Your instructions: Your answer should consist solely of the lines from the first line of the data through the line with "fn invoke_with_chain(&self, name: &str, chain: &InvocationChain)", each reproduced exactly.

[Start of section]

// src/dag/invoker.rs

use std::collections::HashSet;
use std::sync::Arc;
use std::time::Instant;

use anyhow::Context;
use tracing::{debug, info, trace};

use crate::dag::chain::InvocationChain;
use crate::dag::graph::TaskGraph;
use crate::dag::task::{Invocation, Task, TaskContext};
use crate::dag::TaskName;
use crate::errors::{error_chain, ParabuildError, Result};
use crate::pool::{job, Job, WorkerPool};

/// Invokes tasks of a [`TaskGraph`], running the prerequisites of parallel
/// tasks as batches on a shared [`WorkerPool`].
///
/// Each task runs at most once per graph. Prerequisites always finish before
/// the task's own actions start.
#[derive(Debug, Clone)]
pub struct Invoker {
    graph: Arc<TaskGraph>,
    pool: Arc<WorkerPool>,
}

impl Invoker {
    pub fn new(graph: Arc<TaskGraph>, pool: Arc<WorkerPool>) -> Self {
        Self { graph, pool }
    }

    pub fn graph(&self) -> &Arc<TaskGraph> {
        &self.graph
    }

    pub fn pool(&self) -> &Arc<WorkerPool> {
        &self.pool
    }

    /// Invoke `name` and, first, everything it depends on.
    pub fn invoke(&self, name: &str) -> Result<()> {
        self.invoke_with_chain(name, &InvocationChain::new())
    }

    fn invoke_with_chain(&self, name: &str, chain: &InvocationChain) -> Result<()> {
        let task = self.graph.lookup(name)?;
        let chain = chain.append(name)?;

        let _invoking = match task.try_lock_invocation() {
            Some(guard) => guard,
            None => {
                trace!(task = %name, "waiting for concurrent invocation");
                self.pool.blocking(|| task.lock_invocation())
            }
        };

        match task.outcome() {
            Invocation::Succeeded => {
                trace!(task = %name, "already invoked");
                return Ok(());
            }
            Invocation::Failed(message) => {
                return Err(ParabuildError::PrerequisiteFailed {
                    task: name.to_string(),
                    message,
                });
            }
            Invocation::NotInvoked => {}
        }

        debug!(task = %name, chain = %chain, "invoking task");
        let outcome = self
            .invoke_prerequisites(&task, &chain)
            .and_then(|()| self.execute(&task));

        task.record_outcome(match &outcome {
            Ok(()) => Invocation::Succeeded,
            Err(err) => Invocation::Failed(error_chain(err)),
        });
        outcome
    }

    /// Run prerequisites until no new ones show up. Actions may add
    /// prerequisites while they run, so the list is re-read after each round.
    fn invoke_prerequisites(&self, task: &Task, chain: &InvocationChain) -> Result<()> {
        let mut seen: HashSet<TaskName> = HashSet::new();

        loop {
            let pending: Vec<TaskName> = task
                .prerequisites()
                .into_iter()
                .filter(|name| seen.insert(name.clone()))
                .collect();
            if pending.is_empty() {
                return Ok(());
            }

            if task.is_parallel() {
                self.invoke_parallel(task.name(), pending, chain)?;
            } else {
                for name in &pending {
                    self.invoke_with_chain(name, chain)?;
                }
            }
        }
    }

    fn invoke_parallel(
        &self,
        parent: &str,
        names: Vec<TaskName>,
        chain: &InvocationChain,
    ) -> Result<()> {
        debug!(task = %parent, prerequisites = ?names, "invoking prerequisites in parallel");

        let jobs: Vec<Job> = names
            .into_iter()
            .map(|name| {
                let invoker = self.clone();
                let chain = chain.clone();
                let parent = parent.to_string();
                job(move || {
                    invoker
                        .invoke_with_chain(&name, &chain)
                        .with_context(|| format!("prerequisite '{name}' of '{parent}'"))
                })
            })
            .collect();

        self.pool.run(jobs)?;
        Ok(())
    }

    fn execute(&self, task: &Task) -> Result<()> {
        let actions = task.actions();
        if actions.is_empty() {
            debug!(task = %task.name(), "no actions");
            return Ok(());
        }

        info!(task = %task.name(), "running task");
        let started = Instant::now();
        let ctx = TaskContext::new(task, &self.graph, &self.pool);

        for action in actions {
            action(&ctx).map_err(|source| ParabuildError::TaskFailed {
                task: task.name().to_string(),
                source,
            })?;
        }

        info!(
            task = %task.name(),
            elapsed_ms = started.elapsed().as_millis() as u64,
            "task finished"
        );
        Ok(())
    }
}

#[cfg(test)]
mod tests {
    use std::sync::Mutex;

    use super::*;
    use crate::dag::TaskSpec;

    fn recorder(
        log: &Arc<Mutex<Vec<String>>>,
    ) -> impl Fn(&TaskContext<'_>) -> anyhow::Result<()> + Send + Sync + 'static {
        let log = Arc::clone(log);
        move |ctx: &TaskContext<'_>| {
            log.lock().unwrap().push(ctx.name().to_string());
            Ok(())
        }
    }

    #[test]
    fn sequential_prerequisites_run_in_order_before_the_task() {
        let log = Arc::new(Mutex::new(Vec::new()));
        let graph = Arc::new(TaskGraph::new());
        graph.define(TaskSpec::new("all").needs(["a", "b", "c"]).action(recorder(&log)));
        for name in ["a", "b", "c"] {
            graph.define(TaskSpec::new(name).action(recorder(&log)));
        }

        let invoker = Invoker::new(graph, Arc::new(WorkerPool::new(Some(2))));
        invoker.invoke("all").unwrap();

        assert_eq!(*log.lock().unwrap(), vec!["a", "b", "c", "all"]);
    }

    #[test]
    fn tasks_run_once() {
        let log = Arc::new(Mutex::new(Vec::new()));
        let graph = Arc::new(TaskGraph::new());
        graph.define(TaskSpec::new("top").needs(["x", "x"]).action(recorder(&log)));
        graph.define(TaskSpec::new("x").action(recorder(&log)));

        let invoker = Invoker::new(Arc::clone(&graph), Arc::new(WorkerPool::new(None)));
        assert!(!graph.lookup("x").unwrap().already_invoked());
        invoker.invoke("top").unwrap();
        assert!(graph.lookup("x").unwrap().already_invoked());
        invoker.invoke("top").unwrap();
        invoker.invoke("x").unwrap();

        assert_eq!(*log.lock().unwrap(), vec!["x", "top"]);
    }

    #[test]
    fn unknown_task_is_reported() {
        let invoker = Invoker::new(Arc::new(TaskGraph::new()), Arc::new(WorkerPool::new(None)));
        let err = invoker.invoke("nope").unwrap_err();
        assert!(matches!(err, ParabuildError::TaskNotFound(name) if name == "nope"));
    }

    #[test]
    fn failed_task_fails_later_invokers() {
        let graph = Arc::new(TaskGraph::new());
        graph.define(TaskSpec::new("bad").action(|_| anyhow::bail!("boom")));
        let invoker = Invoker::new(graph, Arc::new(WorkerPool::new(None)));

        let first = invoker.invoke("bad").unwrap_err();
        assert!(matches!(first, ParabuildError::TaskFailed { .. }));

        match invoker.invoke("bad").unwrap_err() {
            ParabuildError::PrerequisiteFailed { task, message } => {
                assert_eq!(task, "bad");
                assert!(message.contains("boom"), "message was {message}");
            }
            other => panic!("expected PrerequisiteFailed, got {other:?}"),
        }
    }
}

[End of section]

Response:
// src/dag/invoker.rs

use std::collections::HashSet;
use std::sync::Arc;
use std::time::Instant;

use anyhow::Context;
use tracing::{debug, info, trace};

use crate::dag::chain::InvocationChain;
use crate::dag::graph::TaskGraph;
use crate::dag::task::{Invocation, Task, TaskContext};
use crate::dag::TaskName;
use crate::errors::{error_chain, ParabuildError, Result};
use crate::pool::{job, Job, WorkerPool};

/// Invokes tasks of a [`TaskGraph`], running the prerequisites of parallel
/// tasks as batches on a shared [`WorkerPool`].
///
/// Each task runs at most once per graph. Prerequisites always finish before
/// the task's own actions start.
#[derive(Debug, Clone)]
pub struct Invoker {
    graph: Arc<TaskGraph>,
    pool: Arc<WorkerPool>,
}

impl Invoker {
    pub fn new(graph: Arc<TaskGraph>, pool: Arc<WorkerPool>) -> Self {
        Self { graph, pool }
    }

    pub fn graph(&self) -> &Arc<TaskGraph> {
        &self.graph
    }

    pub fn pool(&self) -> &Arc<WorkerPool> {
        &self.pool
    }

    /// Invoke `name` and, first, everything it depends on.
    pub fn invoke(&self, name: &str) -> Result<()> {
        self.invoke_with_chain(name, &InvocationChain::new())
    }

    fn invoke_with_chain(&self, name: &str, chain: &InvocationChain) -> Result<()> {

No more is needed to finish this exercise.